We talked for almost an hour. She kept circling back to the same thought — that she’d done everything she was told. The degree, the late nights, the certificates, the effort to stay current. She’d followed the playbook her parents and professors had handed her.
“I thought learning the new stuff would protect me,” she said. “Now it feels like the more I learn, the faster everything moves without me.”
Her voice was steady, but her hands wouldn’t stay still. There was no anger in her face, only confusion – the kind that comes when you realize nobody is guiding a massive shift in society.
I remembered my own first job. We didn’t have AI, but we had people who paid attention. When you looked unsure, someone noticed. When you failed, someone stayed late to show you what went wrong.
You learned by watching others wrestle with decisions – not perfect people, just people trying to get it right. Judgment was taught by proximity, not policy.

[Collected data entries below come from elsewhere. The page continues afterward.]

//! `/chat/completions` client
//!
//! The wire format shared by OpenAI, Groq and most hosted inference APIs.
//! Vendor providers wrap [`OpenAICompatibleProvider`] and only change the
//! endpoint, identity and completion budget.

use std::time::{Duration, Instant};

use async_trait::async_trait;
use reqwest::{header::RETRY_AFTER, Client, StatusCode};
use serde::{Deserialize, Serialize};

use crate::core::llm::{
    ChatRequest, ChatResponse, LLMError, LLMProvider, MessageRole, Result, TokenUsage,
};

pub const OPENAI_BASE_URL: &str = "https://api.openai.com/v1";

const DEFAULT_MAX_TOKENS: u32 = 4096;

/// Seconds to wait when a 429 carries no usable `Retry-After`
const DEFAULT_RETRY_AFTER_SECS: u64 = 60;

// ============================================================================
// Wire Types
// ============================================================================

#[derive(Debug, Serialize)]
pub(crate) struct CompletionBody<'a> {
    model: &'a str,
    messages: Vec<WireMessage<'a>>,
    max_tokens: u32,
    #[serde(skip_serializing_if = "Option::is_none")]
    temperature: Option<f32>,
    #[serde(skip_serializing_if = "Option::is_none")]
    top_p: Option<f32>,
}

#[derive(Debug, Serialize)]
struct WireMessage<'a> {
    role: MessageRole,
    content: &'a str,
}

#[derive(Debug, Deserialize)]
struct CompletionReply {
    #[serde(default)]
    model: Option<String>,
    #[serde(default)]
    choices: Vec<Choice>,
    #[serde(default)]
    usage: Option<Usage>,
}

#[derive(Debug, Deserialize)]
struct Choice {
    message: ReplyMessage,
    #[serde(default)]
    finish_reason: Option<String>,
}

#[derive(Debug, Deserialize)]
struct ReplyMessage {
    #[serde(default)]
    content: Option<String>,
}

#[derive(Debug, Deserialize)]
struct Usage {
    #[serde(default)]
    prompt_tokens: u32,
    #[serde(default)]
    completion_tokens: u32,
}

// ============================================================================
// Provider
// ============================================================================

pub struct OpenAICompatibleProvider {
    id: String,
    name: String,
    api_key: String,
    model: String,
    max_tokens: u32,
    base_url: String,
    client: Client,
}

impl OpenAICompatibleProvider {
    pub fn new(
        id: impl Into<String>,
        name: impl Into<String>,
        api_key: String,
        model: String,
        base_url: String,
        timeout: Duration,
    ) -> Result<Self> {
        Ok(Self {
            id: id.into(),
            name: name.into(),
            api_key,
            model,
            max_tokens: DEFAULT_MAX_TOKENS,
            base_url: base_url.trim_end_matches('/').to_string(),
            client: Client::builder().timeout(timeout).build()?,
        })
    }

    /// Completion budget for requests that leave `max_tokens` unset
    pub fn with_max_tokens(mut self, max_tokens: u32) -> Self {
        self.max_tokens = max_tokens;
        self
    }

    /// The JSON body for `request`; the system prompt leads the message list.
    pub(crate) fn completion_body<'a>(&'a self, request: &'a ChatRequest) -> CompletionBody<'a> {
        let system = request.system_prompt.as_deref().map(|content| WireMessage {
            role: MessageRole::System,
            content,
        });
        let messages = system
            .into_iter()
            .chain(request.messages.iter().map(|m| WireMessage {
                role: m.role,
                content: &m.content,
            }))
            .collect();

        CompletionBody {
            model: &self.model,
            messages,
            max_tokens: request.max_tokens.unwrap_or(self.max_tokens),
            temperature: request.temperature,
            top_p: request.top_p,
        }
    }

    async fn error_for(status: StatusCode, resp: reqwest::Response) -> LLMError {
        match status {
            StatusCode::TOO_MANY_REQUESTS => LLMError::RateLimited {
                retry_after_secs: resp
                    .headers()
                    .get(RETRY_AFTER)
                    .and_then(|v| v.to_str().ok())
                    .and_then(|s| s.trim().parse().ok())
                    .unwrap_or(DEFAULT_RETRY_AFTER_SECS),
            },
            StatusCode::UNAUTHORIZED => LLMError::AuthError("Invalid API key".to_string()),
            _ => LLMError::ApiError {
                status: status.as_u16(),
                message: resp.text().await.unwrap_or_default(),
            },
        }
    }
}

#[async_trait]
impl LLMProvider for OpenAICompatibleProvider {
    fn id(&self) -> &str {
        &self.id
    }

    fn name(&self) -> &str {
        &self.name
    }

    fn model(&self) -> &str {
        &self.model
    }

    async fn chat(&self, request: ChatRequest) -> Result<ChatResponse> {
        let started = Instant::now();
        let resp = self
            .client
            .post(format!("{}/chat/completions", self.base_url))
            .bearer_auth(&self.api_key)
            .json(&self.completion_body(&request))
            .send()
            .await
            .map_err(|e| {
                if e.is_timeout() {
                    LLMError::Timeout
                } else {
                    LLMError::HttpError(e)
                }
            })?;

        let status = resp.status();
        if !status.is_success() {
            return Err(Self::error_for(status, resp).await);
        }

        let reply: CompletionReply = resp
            .json()
            .await
            .map_err(|e| LLMError::InvalidResponse(e.to_string()))?;
        let latency_ms = started.elapsed().as_millis() as u64;

        let choice = reply
            .choices
            .into_iter()
            .next()
            .ok_or_else(|| LLMError::InvalidResponse("no choices in completion".to_string()))?;
        let content = choice
            .message
            .content
            .ok_or_else(|| LLMError::InvalidResponse("completion has no content".to_string()))?;

        Ok(ChatResponse {
            content,
            model: reply.model.unwrap_or_else(|| self.model.clone()),
            provider: self.id.clone(),
            usage: reply
                .usage
                .map(|u| TokenUsage::new(u.prompt_tokens, u.completion_tokens)),
            finish_reason: choice.finish_reason,
            latency_ms,
        })
    }
}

Anya didn’t have that. She had systems that measured performance, but no one who helped her make sense of it. She was fluent in the tools but still searching for meaning.
“You know,” I said, “when I started out, people argued in the open. You could see them disagree, change their minds, and explain why. That’s how you learned to think.”
She smiled faintly. “Now everything’s in chat windows and Slack channels. You never see how anyone decides – only the announcement after it’s done.”
We both fell quiet. There’s something sobering about realizing how much invisible teaching has disappeared from work. The small corrections, the gentle debates, the look that told you to slow down – those were classrooms too.
And maybe that’s what we’ve stopped offering – rooms where people can still learn by watching us think.
A few weeks later, she called again. She had taken a short-term job with an education startup. It wasn’t glamorous or stable, but she sounded lighter.
“It’s small,” she said, “but I’m building things again. I get to make choices, not just follow instructions.”
That line stayed with me. Because for her, it wasn’t about status or security – it was about feeling useful again. She wasn’t chasing a title anymore; she was rebuilding confidence, piece by piece.
We keep telling young people to keep up, to learn faster, to stay ready for what’s next. Maybe what they really need is a little time to catch their breath. Maybe what we all need is to stand beside them while they figure it out instead of shouting directions from ahead.
They don’t need slogans or resilience workshops. They need people who will sit across from them, listen, and remember what it felt like to be new and uncertain.
I sometimes think about what it would look like if every leader chose one young person to mentor quietly – no formality, no performance review – just one hour of genuine attention. The impact would outlast any transformation initiative we could fund.
When I left the café that day, she was still by the window, scrolling through listings, trying not to look defeated. I thought of all the young professionals doing the same – smart, capable, wonderful people – wondering what they did wrong.
And I thought about all of us – parents, mentors, leaders – who could still make that moment easier by showing up, not with solutions, but with presence.
Because in the end, the thing that makes work human isn’t the technology we build; it’s the people who still take the time to care.
Enjoy your loved ones and the rest of your Sunday!
And thank you for spending some of it with me.